Allow replacement of bloated primary key indexes without foreign key rebuilds

From: Gurjeet Singh <singh(dot)gurjeet(at)gmail(dot)com>
To: PGSQL Hackers <pgsql-hackers(at)postgresql(dot)org>
Subject: Allow replacement of bloated primary key indexes without foreign key rebuilds
Date: 2012-07-07 03:53:12
Message-ID: CABwTF4UxTg+kERo1Nd4dt+H2miJoLPcASMFecS1-XHijABOpPg@mail.gmail.com
Views: Raw Message | Whole Thread | Download mbox | Resend email
Thread:
Lists: pgsql-hackers

Today I learnt [1,2,3] that the feature ALTER TABLE .. ADD CONSTRAINT ...
USING INDEX we added back in the day is not so useful in the field. Having
to drop foreign key constraints before this command, and recreate them
afterwards makes this command useless to most database setups. I feel sorry
that no one brought this up when we were implementing the feature; maybe we
could've done something about it right then.

I wish to correct it now, and did some research. Long story short, I
realized that the foreign key constraint depends on the index relation of
the primary key, and does not depend on the constraint object as I had
expected (Please see rows 5 and 11 of the result set shown below). This
behaviour is also seen when the FKey references a unique constraint. As
much as that perplexes me, I think it makes our job a bit easier.
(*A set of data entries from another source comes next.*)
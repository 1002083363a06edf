//! Slug-keyed access to the content tables.
//!
//! DESIGN
//! ======
//! `ContentSource` is the only door the page layer uses. Listings are plain
//! slices in source order; detail records are looked up through a slug index
//! built once over the static tables. A file-backed or CMS-backed provider
//! would implement the same trait.

#[cfg(test)]
#[path = "catalog_test.rs"]
mod catalog_test;

use std::collections::HashMap;
use std::sync::LazyLock;

use crate::error::{ContentError, ContentKind};
use crate::model::{BlogPost, PostSummary, Profile, Project, ProjectSummary};
use crate::{posts, profile, projects, slug};

/// Read-only content provider queried by the page layer.
pub trait ContentSource: Send + Sync {
    /// Blog listing entries in source order.
    fn post_summaries(&self) -> &[PostSummary];

    /// Detail record for `slug`, if one exists.
    fn post(&self, slug: &str) -> Option<&BlogPost>;

    /// Projects listing entries in source order.
    fn project_summaries(&self) -> &[ProjectSummary];

    /// Detail record for `slug`, if one exists.
    fn project(&self, slug: &str) -> Option<&Project>;

    fn profile(&self) -> &Profile;

    /// Slugs that have a post detail page, in source order.
    fn post_slugs(&self) -> Vec<&str>;

    /// Slugs that have a project detail page, in source order.
    fn project_slugs(&self) -> Vec<&str>;

    /// Look up a post, rejecting malformed slugs before touching the index.
    ///
    /// # Errors
    ///
    /// [`ContentError::InvalidSlug`] for a malformed slug,
    /// [`ContentError::NotFound`] when no post has that slug.
    fn find_post(&self, slug: &str) -> Result<&BlogPost, ContentError> {
        slug::validate(slug)?;
        self.post(slug)
            .ok_or_else(|| ContentError::NotFound { kind: ContentKind::Post, slug: slug.to_owned() })
    }

    /// Look up a project, rejecting malformed slugs before touching the index.
    ///
    /// # Errors
    ///
    /// [`ContentError::InvalidSlug`] for a malformed slug,
    /// [`ContentError::NotFound`] when no project has that slug.
    fn find_project(&self, slug: &str) -> Result<&Project, ContentError> {
        slug::validate(slug)?;
        self.project(slug)
            .ok_or_else(|| ContentError::NotFound { kind: ContentKind::Project, slug: slug.to_owned() })
    }

    /// Featured listing entries, source order preserved.
    fn featured_projects(&self) -> Vec<&ProjectSummary> {
        self.project_summaries().iter().filter(|p| p.featured).collect()
    }

    /// Non-featured listing entries, source order preserved.
    fn other_projects(&self) -> Vec<&ProjectSummary> {
        self.project_summaries().iter().filter(|p| !p.featured).collect()
    }
}

/// Content compiled into the binary.
pub struct StaticContent {
    post_summaries: &'static [PostSummary],
    posts: &'static [BlogPost],
    post_index: HashMap<&'static str, usize>,
    project_summaries: &'static [ProjectSummary],
    projects: &'static [Project],
    project_index: HashMap<&'static str, usize>,
    profile: &'static Profile,
}

static BUILTIN: LazyLock<StaticContent> = LazyLock::new(|| {
    StaticContent::new(
        posts::POST_SUMMARIES,
        posts::POSTS,
        projects::PROJECT_SUMMARIES,
        projects::PROJECTS,
        &profile::PROFILE,
    )
});

impl StaticContent {
    /// Build a provider over the given tables. Later duplicates of a slug
    /// are ignored so the first record in source order wins.
    #[must_use]
    pub fn new(
        post_summaries: &'static [PostSummary],
        posts: &'static [BlogPost],
        project_summaries: &'static [ProjectSummary],
        projects: &'static [Project],
        profile: &'static Profile,
    ) -> Self {
        Self {
            post_summaries,
            posts,
            post_index: index_by_slug(posts.iter().map(|p| p.slug)),
            project_summaries,
            projects,
            project_index: index_by_slug(projects.iter().map(|p| p.slug)),
            profile,
        }
    }

    /// The site's own content.
    #[must_use]
    pub fn builtin() -> &'static Self {
        &BUILTIN
    }
}

impl ContentSource for StaticContent {
    fn post_summaries(&self) -> &[PostSummary] {
        self.post_summaries
    }

    fn post(&self, slug: &str) -> Option<&BlogPost> {
        self.post_index.get(slug).map(|&i| &self.posts[i])
    }

    fn project_summaries(&self) -> &[ProjectSummary] {
        self.project_summaries
    }

    fn project(&self, slug: &str) -> Option<&Project> {
        self.project_index.get(slug).map(|&i| &self.projects[i])
    }

    fn profile(&self) -> &Profile {
        self.profile
    }

    fn post_slugs(&self) -> Vec<&str> {
        self.posts.iter().map(|p| p.slug).collect()
    }

    fn project_slugs(&self) -> Vec<&str> {
        self.projects.iter().map(|p| p.slug).collect()
    }
}

fn index_by_slug(slugs: impl Iterator<Item = &'static str>) -> HashMap<&'static str, usize> {
    let mut index = HashMap::new();
    for (i, slug) in slugs.enumerate() {
        index.entry(slug).or_insert(i);
    }
    index
}
//! Built-in projects.

use crate::model::{Project, ProjectSummary};

const CARD_IMAGE: &str = "/placeholder.svg?height=300&width=400";
const HERO_IMAGE: &str = "/placeholder.svg?height=400&width=800";
const GALLERY: &[&str] = &[CARD_IMAGE, CARD_IMAGE, CARD_IMAGE, CARD_IMAGE];

const LIVE_URL: &str = "https://example.com";
const GITHUB_URL: &str = "https://github.com";

pub(crate) static PROJECT_SUMMARIES: &[ProjectSummary] = &[
    ProjectSummary {
        slug: "ecommerce-platform",
        title: "E-Commerce Platform",
        description: "A full-stack e-commerce solution with React, Node.js, and Stripe integration. Features include user authentication, product management, and order processing.",
        image: CARD_IMAGE,
        technologies: &["React", "Node.js", "MongoDB", "Stripe", "Express", "JWT"],
        live_url: LIVE_URL,
        github_url: GITHUB_URL,
        featured: true,
    },
    ProjectSummary {
        slug: "task-management-app",
        title: "Task Management App",
        description: "A collaborative task management application with real-time updates, drag-and-drop functionality, and team collaboration features.",
        image: CARD_IMAGE,
        technologies: &["Next.js", "Socket.io", "PostgreSQL", "Tailwind CSS", "Prisma"],
        live_url: LIVE_URL,
        github_url: GITHUB_URL,
        featured: true,
    },
    ProjectSummary {
        slug: "weather-dashboard",
        title: "Weather Dashboard",
        description: "A responsive weather dashboard that provides detailed weather information with beautiful visualizations and location-based forecasts.",
        image: CARD_IMAGE,
        technologies: &["React", "Chart.js", "Weather API", "CSS3"],
        live_url: LIVE_URL,
        github_url: GITHUB_URL,
        featured: false,
    },
    ProjectSummary {
        slug: "blog-platform",
        title: "Blog Platform",
        description: "A modern blog platform with markdown support, comment system, and admin dashboard for content management.",
        image: CARD_IMAGE,
        technologies: &["Next.js", "MDX", "Prisma", "NextAuth"],
        live_url: LIVE_URL,
        github_url: GITHUB_URL,
        featured: false,
    },
    ProjectSummary {
        slug: "social-media-app",
        title: "Social Media App",
        description: "A full-featured social media application with real-time messaging, post sharing, and user interactions.",
        image: CARD_IMAGE,
        technologies: &["React Native", "Firebase", "Redux", "Node.js"],
        live_url: LIVE_URL,
        github_url: GITHUB_URL,
        featured: true,
    },
    ProjectSummary {
        slug: "portfolio-website",
        title: "Portfolio Website",
        description: "A responsive portfolio website built with modern web technologies, featuring dark mode and smooth animations.",
        image: CARD_IMAGE,
        technologies: &["Next.js", "Tailwind CSS", "Framer Motion", "TypeScript"],
        live_url: LIVE_URL,
        github_url: GITHUB_URL,
        featured: false,
    },
];

pub(crate) static PROJECTS: &[Project] = &[
    Project {
        slug: "ecommerce-platform",
        title: "E-Commerce Platform",
        description: "A comprehensive e-commerce solution built with modern web technologies.",
        long_description: "This full-stack e-commerce platform was built to provide a seamless shopping experience for both customers and administrators. The project showcases advanced React patterns, secure payment processing, and scalable backend architecture.

The platform includes features like user authentication, product catalog management, shopping cart functionality, order processing, and an admin dashboard for managing the entire system.",
        image: HERO_IMAGE,
        technologies: &["React", "Node.js", "MongoDB", "Stripe", "Express", "JWT", "Redux", "Tailwind CSS"],
        live_url: LIVE_URL,
        github_url: GITHUB_URL,
        features: &[
            "User authentication and authorization",
            "Product catalog with search and filtering",
            "Shopping cart and checkout process",
            "Stripe payment integration",
            "Order management system",
            "Admin dashboard",
            "Responsive design",
            "Email notifications",
        ],
        challenges: &[
            "Implementing secure payment processing with Stripe",
            "Building a scalable product search system",
            "Optimizing performance for large product catalogs",
            "Creating a responsive design that works across all devices",
        ],
        gallery: GALLERY,
    },
    Project {
        slug: "task-management-app",
        title: "Task Management App",
        description: "A collaborative task management application with real-time features.",
        long_description: "A modern task management application designed for teams to collaborate effectively. Built with Next.js and featuring real-time updates, drag-and-drop functionality, and comprehensive project management tools.

The application allows teams to create projects, assign tasks, track progress, and communicate in real-time, making it an ideal solution for agile development teams and project managers.",
        image: HERO_IMAGE,
        technologies: &["Next.js", "Socket.io", "PostgreSQL", "Tailwind CSS", "Prisma", "NextAuth", "TypeScript"],
        live_url: LIVE_URL,
        github_url: GITHUB_URL,
        features: &[
            "Real-time collaboration",
            "Drag-and-drop task management",
            "Project and team management",
            "Task assignment and tracking",
            "File attachments",
            "Comment system",
            "Progress tracking",
            "Email notifications",
        ],
        challenges: &[
            "Implementing real-time updates with Socket.io",
            "Building intuitive drag-and-drop interfaces",
            "Managing complex state across multiple components",
            "Ensuring data consistency in real-time environment",
        ],
        gallery: GALLERY,
    },
];
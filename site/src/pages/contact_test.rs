use content::{ContentSource, StaticContent};

use super::*;

#[test]
fn every_field_has_a_placeholder() {
    for field in Field::ALL {
        assert!(!placeholder(field).is_empty(), "{field}");
    }
    assert_eq!(placeholder(Field::Email), "your.email@example.com");
}

#[test]
fn contact_channels_map_to_icons() {
    let icons: Vec<_> = StaticContent::builtin()
        .profile()
        .contact_channels
        .iter()
        .map(|c| channel_icon(c.title))
        .collect();
    assert_eq!(icons, [IconKind::Mail, IconKind::Phone, IconKind::MapPin, IconKind::Clock]);
}
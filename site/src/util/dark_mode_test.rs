#![cfg(not(feature = "hydrate"))]

use super::*;

#[test]
fn server_render_defaults_to_light() {
    assert!(!system_prefers_dark());
}

#[test]
fn toggle_flips_mode() {
    assert!(toggle(false));
    assert!(!toggle(true));
}

#[test]
fn theme_names_match_css_selectors() {
    assert_eq!(theme_name(true), "dark");
    assert_eq!(theme_name(false), "light");
}

#[test]
fn apply_is_callable_without_a_browser() {
    apply(true);
    apply(false);
}
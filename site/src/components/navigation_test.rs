use super::*;

#[test]
fn home_matches_only_root() {
    assert!(is_active("/", "/"));
    assert!(!is_active("/about", "/"));
}

#[test]
fn sections_match_their_detail_pages() {
    assert!(is_active("/blog", "/blog"));
    assert!(is_active("/blog/mastering-typescript", "/blog"));
    assert!(is_active("/projects/", "/projects"));
}

#[test]
fn prefix_without_separator_does_not_match() {
    assert!(!is_active("/blogroll", "/blog"));
    assert!(!is_active("/contact", "/about"));
}

#[test]
fn every_nav_link_is_active_on_itself() {
    for (_, href) in NAV_LINKS {
        assert!(is_active(href, href), "{href}");
    }
}
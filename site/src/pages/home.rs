//! Landing page: hero, featured work and latest writing.

use leptos::prelude::*;

use crate::app::use_content;
use crate::components::button::{AnimatedButton, ButtonVariant, GlowColor};
use crate::components::hero::Hero;
use crate::components::post_card::PostCard;
use crate::components::project_card::ProjectCard;

/// Number of posts previewed on the landing page.
pub const LATEST_POSTS: usize = 3;

#[component]
pub fn HomePage() -> impl IntoView {
    let content = use_content();
    let featured = content.featured_projects();
    let latest = &content.post_summaries()[..LATEST_POSTS.min(content.post_summaries().len())];

    view! {
        <div class="page page--home">
            <Hero profile=content.profile()/>

            <section id="featured" class="section">
                <div class="section__header">
                    <h2>"Featured Projects"</h2>
                    <p>"A few things I've built recently."</p>
                </div>
                <div class="grid grid--3">
                    {featured
                        .into_iter()
                        .enumerate()
                        .map(|(index, project)| view! { <ProjectCard project=project index=index/> })
                        .collect_view()}
                </div>
                <div class="section__footer">
                    <AnimatedButton href="/projects" variant=ButtonVariant::Outline glow=GlowColor::Blue>
                        "All Projects"
                    </AnimatedButton>
                </div>
            </section>

            <section class="section section--muted">
                <div class="section__header">
                    <h2>"Latest Blog Posts"</h2>
                    <p>
                        "I write about web development, technology trends, and share insights from my journey as a developer."
                    </p>
                </div>
                <div class="grid grid--3">
                    {latest
                        .iter()
                        .enumerate()
                        .map(|(index, post)| view! { <PostCard post=post index=index/> })
                        .collect_view()}
                </div>
                <div class="section__footer">
                    <AnimatedButton href="/blog" variant=ButtonVariant::Outline glow=GlowColor::Purple>
                        "View All Posts"
                    </AnimatedButton>
                </div>
            </section>
        </div>
    }
}
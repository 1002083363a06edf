//! Root application component with routing and context providers.

use content::{ContentSource, StaticContent};
use leptos::prelude::*;
use leptos_meta::{MetaTags, Stylesheet, Title, provide_meta_context};
use leptos_router::{
    ParamSegment, StaticSegment,
    components::{Route, Router, Routes},
};

use crate::components::footer::SiteFooter;
use crate::components::navigation::Navigation;
use crate::pages::{
    about::AboutPage, blog::BlogPage, blog_post::BlogPostPage, contact::ContactPage, home::HomePage,
    not_found::NotFoundPage, project_detail::ProjectDetailPage, projects::ProjectsPage,
};
use crate::util::meta;

/// HTML shell rendered on the server for SSR + hydration.
pub fn shell(options: LeptosOptions) -> impl IntoView {
    view! {
        <!DOCTYPE html>
        <html lang="en">
            <head>
                <meta charset="utf-8"/>
                <meta name="viewport" content="width=device-width, initial-scale=1"/>
                <link rel="icon" type="image/svg+xml" href="/favicon.svg"/>
                <AutoReload options=options.clone()/>
                <HydrationScripts options/>
                <MetaTags/>
            </head>
            <body>
                <App/>
            </body>
        </html>
    }
}

/// Read-only content provider shared with every page through context.
#[derive(Clone, Copy)]
pub struct ContentContext(pub &'static dyn ContentSource);

/// Content provider from context. Panics outside [`App`].
pub fn use_content() -> &'static dyn ContentSource {
    expect_context::<ContentContext>().0
}

/// Root application component.
#[component]
pub fn App() -> impl IntoView {
    provide_meta_context();
    provide_context(ContentContext(StaticContent::builtin()));

    let home_title = meta::home_title(use_content().profile());

    view! {
        <Stylesheet id="leptos" href="/pkg/folio.css"/>
        <Title text=home_title/>

        <Router>
            <Navigation/>
            <main class="site-main">
                <ErrorBoundary fallback=|errors| {
                    view! {
                        <section class="render-error">
                            <h1>"Something went wrong"</h1>
                            <ul>
                                {move || {
                                    errors
                                        .get()
                                        .into_iter()
                                        .map(|(_, err)| view! { <li>{err.to_string()}</li> })
                                        .collect_view()
                                }}
                            </ul>
                            <a href="/">"Back home"</a>
                        </section>
                    }
                }>
                    <Routes fallback=|| view! { <NotFoundPage/> }>
                        <Route path=StaticSegment("") view=HomePage/>
                        <Route path=StaticSegment("about") view=AboutPage/>
                        <Route path=StaticSegment("projects") view=ProjectsPage/>
                        <Route path=(StaticSegment("projects"), ParamSegment("slug")) view=ProjectDetailPage/>
                        <Route path=StaticSegment("blog") view=BlogPage/>
                        <Route path=(StaticSegment("blog"), ParamSegment("slug")) view=BlogPostPage/>
                        <Route path=StaticSegment("contact") view=ContactPage/>
                    </Routes>
                </ErrorBoundary>
            </main>
            <SiteFooter/>
        </Router>
    }
}
//! Top navigation bar with active-link highlighting and theme toggle.

#[cfg(test)]
#[path = "navigation_test.rs"]
mod navigation_test;

use leptos::prelude::*;
use leptos_router::hooks::use_location;

use crate::components::icon::{Icon, IconKind};
use crate::util::dark_mode;

pub const NAV_LINKS: [(&str, &str); 5] = [
    ("Home", "/"),
    ("About", "/about"),
    ("Projects", "/projects"),
    ("Blog", "/blog"),
    ("Contact", "/contact"),
];

/// Whether `href` names the section `current` is in.
///
/// `/` matches only itself; other links also match their sub-paths, so
/// `/blog/some-post` highlights "Blog".
#[must_use]
pub fn is_active(current: &str, href: &str) -> bool {
    if href == "/" {
        return current == "/";
    }
    let current = current.strip_suffix('/').filter(|c| !c.is_empty()).unwrap_or(current);
    current == href || current.strip_prefix(href).is_some_and(|rest| rest.starts_with('/'))
}

#[component]
pub fn Navigation() -> impl IntoView {
    let location = use_location();
    let menu_open = RwSignal::new(false);
    let dark = RwSignal::new(false);

    Effect::new(move || {
        let preferred = dark_mode::system_prefers_dark();
        dark_mode::apply(preferred);
        dark.set(preferred);
    });

    Effect::new(move || {
        location.pathname.track();
        menu_open.set(false);
    });

    let name = crate::app::use_content().profile().name;

    let links = move || {
        let current = location.pathname.get();
        NAV_LINKS
            .iter()
            .map(|(label, href)| {
                let active = is_active(&current, href);
                view! {
                    <a
                        href=*href
                        class="nav__link"
                        class:nav__link--active=active
                        aria-current=active.then_some("page")
                    >
                        {*label}
                    </a>
                }
            })
            .collect_view()
    };

    view! {
        <header class="nav">
            <div class="nav__inner">
                <a href="/" class="nav__brand">{name}</a>
                <nav class="nav__links" class:nav__links--open=move || menu_open.get()>
                    {links}
                </nav>
                <div class="nav__actions">
                    <button
                        type="button"
                        class="nav__icon-button"
                        title="Toggle dark mode"
                        on:click=move |_| dark.update(|d| *d = dark_mode::toggle(*d))
                    >
                        {move || {
                            if dark.get() {
                                view! { <Icon kind=IconKind::Sun/> }.into_any()
                            } else {
                                view! { <Icon kind=IconKind::Moon/> }.into_any()
                            }
                        }}
                    </button>
                    <button
                        type="button"
                        class="nav__icon-button nav__menu-toggle"
                        title="Toggle menu"
                        aria-expanded=move || menu_open.get().to_string()
                        on:click=move |_| menu_open.update(|open| *open = !*open)
                    >
                        {move || {
                            if menu_open.get() {
                                view! { <Icon kind=IconKind::Close/> }.into_any()
                            } else {
                                view! { <Icon kind=IconKind::Menu/> }.into_any()
                            }
                        }}
                    </button>
                </div>
            </div>
        </header>
    }
}
//! Site footer.

use leptos::prelude::*;

use crate::app::use_content;
use crate::components::button::external_attrs;
use crate::components::icon::{Icon, IconKind};
use crate::components::navigation::NAV_LINKS;

#[component]
pub fn SiteFooter() -> impl IntoView {
    let profile = use_content().profile();

    view! {
        <footer class="footer">
            <div class="footer__inner">
                <div class="footer__about">
                    <a href="/" class="footer__brand">{profile.name}</a>
                    <p>{profile.role}</p>
                </div>
                <nav class="footer__links">
                    {NAV_LINKS
                        .iter()
                        .map(|(label, href)| view! { <a href=*href>{*label}</a> })
                        .collect_view()}
                </nav>
                <div class="footer__socials">
                    {profile
                        .socials
                        .iter()
                        .filter_map(|social| {
                            IconKind::for_social(social.label)
                                .map(|kind| {
                                    let (target, rel) = external_attrs(social.is_external());
                                    view! {
                                        <a href=social.href target=target rel=rel aria-label=social.label>
                                            <Icon kind=kind size=18/>
                                        </a>
                                    }
                                })
                        })
                        .collect_view()}
                </div>
            </div>
            <p class="footer__note">
                "Made with " <Icon kind=IconKind::Heart size=14 class="footer__heart"/> " by " {profile.name}
            </p>
        </footer>
    }
}
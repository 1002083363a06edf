//! Reusable UI component modules.
//!
//! SYSTEM CONTEXT
//! ==============
//! Primitives (`button`, `card`, `field`, `tag`, `icon`) carry typed
//! configuration; listing cards and site chrome (`navigation`, `hero`, `footer`) compose them.

pub mod button;
pub mod card;
pub mod field;
pub mod footer;
pub mod hero;
pub mod icon;
pub mod navigation;
pub mod post_card;
pub mod project_card;
pub mod tag;
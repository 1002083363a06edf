use content::{ContentSource, StaticContent};

use super::*;

fn html(markdown: &str) -> String {
    render_markdown(markdown).html
}

#[test]
fn headings_get_slug_ids() {
    let html = html("# Title\n\n## Part One\n\ntext");
    assert!(html.contains(r#"<h1 id="title">Title</h1>"#), "{html}");
    assert!(html.contains(r#"<h2 id="part-one">Part One</h2>"#), "{html}");
}

#[test]
fn raw_html_is_dropped() {
    let html = html("hello <script>alert(1)</script> world\n\n<div>block</div>");
    assert!(!html.contains("<script>"), "{html}");
    assert!(!html.contains("<div>"), "{html}");
    assert!(html.contains("hello"));
}

#[test]
fn fenced_code_is_escaped_and_tagged() {
    let html = html("```jsx\n<Avatar src={x} />\n```");
    assert!(html.contains(r#"<code class="language-jsx">"#), "{html}");
    assert!(html.contains("&lt;Avatar"), "{html}");
}

#[test]
fn inline_formatting_renders() {
    let html = html("- **Code Generation**: faster");
    assert!(html.contains("<li><strong>Code Generation</strong>: faster</li>"), "{html}");
}

#[test]
fn heading_ids_use_visible_text_only() {
    let rendered = render_markdown("## Using `cargo` with [docs](https://doc.rust-lang.org)");
    assert!(rendered.html.contains(r#"<h2 id="using-cargo-with-docs">"#), "{}", rendered.html);
    assert_eq!(rendered.outline(), vec![OutlineEntry {
        level: 2,
        text: "Using cargo with docs".into(),
        anchor: "using-cargo-with-docs".into(),
    }]);
}

#[test]
fn deep_headings_count_toward_duplicate_suffixes() {
    let rendered = render_markdown("#### Setup\n\n## Setup");
    assert!(rendered.html.contains(r#"<h4 id="setup">Setup</h4>"#), "{}", rendered.html);
    assert!(rendered.html.contains(r#"<h2 id="setup-2">Setup</h2>"#), "{}", rendered.html);
    let outline = rendered.outline();
    assert_eq!(outline.len(), 1);
    assert_eq!(outline[0].level, 2);
    assert_eq!(outline[0].anchor, "setup-2");
}

#[test]
fn setext_headings_are_recorded() {
    let rendered = render_markdown("Overview\n--------\n\nbody");
    assert_eq!(rendered.outline()[0].anchor, "overview");
    assert!(rendered.html.contains(r#"<h2 id="overview">"#), "{}", rendered.html);
}

#[test]
fn outline_anchors_exist_in_rendered_posts() {
    let content = StaticContent::builtin();
    for slug in content.post_slugs() {
        let post = content.post(slug).unwrap();
        let rendered = render_markdown(post.content);
        let entries = rendered.outline();
        assert!(!entries.is_empty(), "{slug} has no sections");
        for entry in entries {
            assert!(rendered.html.contains(&format!(r#"id="{}""#, entry.anchor)), "{slug}: missing #{}", entry.anchor);
        }
    }
}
All we need to do is allow swapping of pg_class.relfilenode of two indexes.
This will let the dependency entries stand as they are and allow us to drop
the bloated primary key index structure without having to rebuild the
foreign key constraints.

As for the syntactical sugar, this can be added to either ALTER TABLE or to
ALTER INDEX. Although under no normal circumstances one would need to use
ALTER INDEX to swap two indexes' relfilenode (because one can easily create
a duplicate index and drop/rename-in-place the old one), I think it would
make more sense here since it is just an operation on two indexes and has
nothing to do with the constraints, apart from the fact that we want to use
this feature to meddle with the constraints.

Syntax options:

ALTER TABLE tbl REPLACE [CONSTRAINT constr] {PRIMARY KEY | UNIQUE} USING
INDEX new_index;

ALTER INDEX ind REPLACE WITH new_index;

Note that in both the syntaxes, it is assumed that all remnants of
new_index will be gone after the command completes successfully; that is,
the commands will behave as if they deleted the index structure of the
index being replaced and placed the new structure in its place, while
dropping the index that was used for the replacement.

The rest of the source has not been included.